Segment Start: DATA FOR PROCESSING
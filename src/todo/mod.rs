//! To-do list management.
//!
//! A single local list of todos with create, read, update and delete,
//! persisted on-device and kept live in a state container. The module
//! follows hexagonal architecture:
//!
//! - Domain types in [`domain`]
//! - Port contracts in [`ports`]
//! - Adapter implementations in [`adapters`]
//! - Use cases in [`services`]
//! - State container and view in [`presentation`]

pub mod adapters;
pub mod domain;
pub mod ports;
pub mod presentation;
pub mod services;

#[cfg(test)]
mod tests;
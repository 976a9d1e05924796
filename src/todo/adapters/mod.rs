//! Adapter implementations for the to-do list ports.
//!
//! - [`sqlite`]: Diesel-backed store over an on-device database
//! - [`memory`]: in-process store for tests and throwaway sessions
//! - [`live`]: change notification shared by both stores
//! - [`repository`]: domain mapping on top of any store

pub mod live;
pub mod memory;
pub mod repository;
pub mod sqlite;

pub use repository::StoreBackedTodoRepository;
//! Diesel row models for todo persistence.

use super::schema::todos;
use crate::todo::ports::TodoRecord;
use diesel::prelude::*;

/// Query result row for todo records.
#[derive(Debug, Clone, Queryable, Selectable)]
#[diesel(table_name = todos)]
#[diesel(check_for_backend(diesel::sqlite::Sqlite))]
pub struct TodoRow {
    /// Storage-assigned identifier.
    pub id: i64,
    /// Display title.
    pub title: String,
    /// Free-text description.
    pub description: String,
    /// Completion flag.
    pub is_completed: bool,
    /// Creation time in Unix milliseconds.
    pub created_at: i64,
}

impl From<TodoRow> for TodoRecord {
    fn from(row: TodoRow) -> Self {
        Self {
            id: row.id,
            title: row.title,
            description: row.description,
            is_completed: row.is_completed,
            created_at: row.created_at,
        }
    }
}

/// Insert model for rows that still need an identifier.
#[derive(Debug, Clone, Insertable)]
#[diesel(table_name = todos)]
pub struct NewTodoRow<'a> {
    /// Display title.
    pub title: &'a str,
    /// Free-text description.
    pub description: &'a str,
    /// Completion flag.
    pub is_completed: bool,
    /// Creation time in Unix milliseconds.
    pub created_at: i64,
}

impl<'a> From<&'a TodoRecord> for NewTodoRow<'a> {
    fn from(record: &'a TodoRecord) -> Self {
        Self {
            title: &record.title,
            description: &record.description,
            is_completed: record.is_completed,
            created_at: record.created_at,
        }
    }
}

/// Insert model for rows that replace an existing identifier.
#[derive(Debug, Clone, Insertable)]
#[diesel(table_name = todos)]
pub struct ReplaceTodoRow<'a> {
    /// Identifier to create or overwrite.
    pub id: i64,
    /// Display title.
    pub title: &'a str,
    /// Free-text description.
    pub description: &'a str,
    /// Completion flag.
    pub is_completed: bool,
    /// Creation time in Unix milliseconds.
    pub created_at: i64,
}

impl<'a> From<&'a TodoRecord> for ReplaceTodoRow<'a> {
    fn from(record: &'a TodoRecord) -> Self {
        Self {
            id: record.id,
            title: &record.title,
            description: &record.description,
            is_completed: record.is_completed,
            created_at: record.created_at,
        }
    }
}

/// Changeset for the mutable columns; `created_at` is never rewritten.
#[derive(Debug, Clone, AsChangeset)]
#[diesel(table_name = todos)]
pub struct TodoChanges<'a> {
    /// Display title.
    pub title: &'a str,
    /// Free-text description.
    pub description: &'a str,
    /// Completion flag.
    pub is_completed: bool,
}

impl<'a> From<&'a TodoRecord> for TodoChanges<'a> {
    fn from(record: &'a TodoRecord) -> Self {
        Self {
            title: &record.title,
            description: &record.description,
            is_completed: record.is_completed,
        }
    }
}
Segment End: DATA FOR PROCESSING
PROBLEM REQUIREMENTS:
For each line in the entries that holds "String", return that line.

FINISHED TASK:
    pub title: String,
    pub description: String,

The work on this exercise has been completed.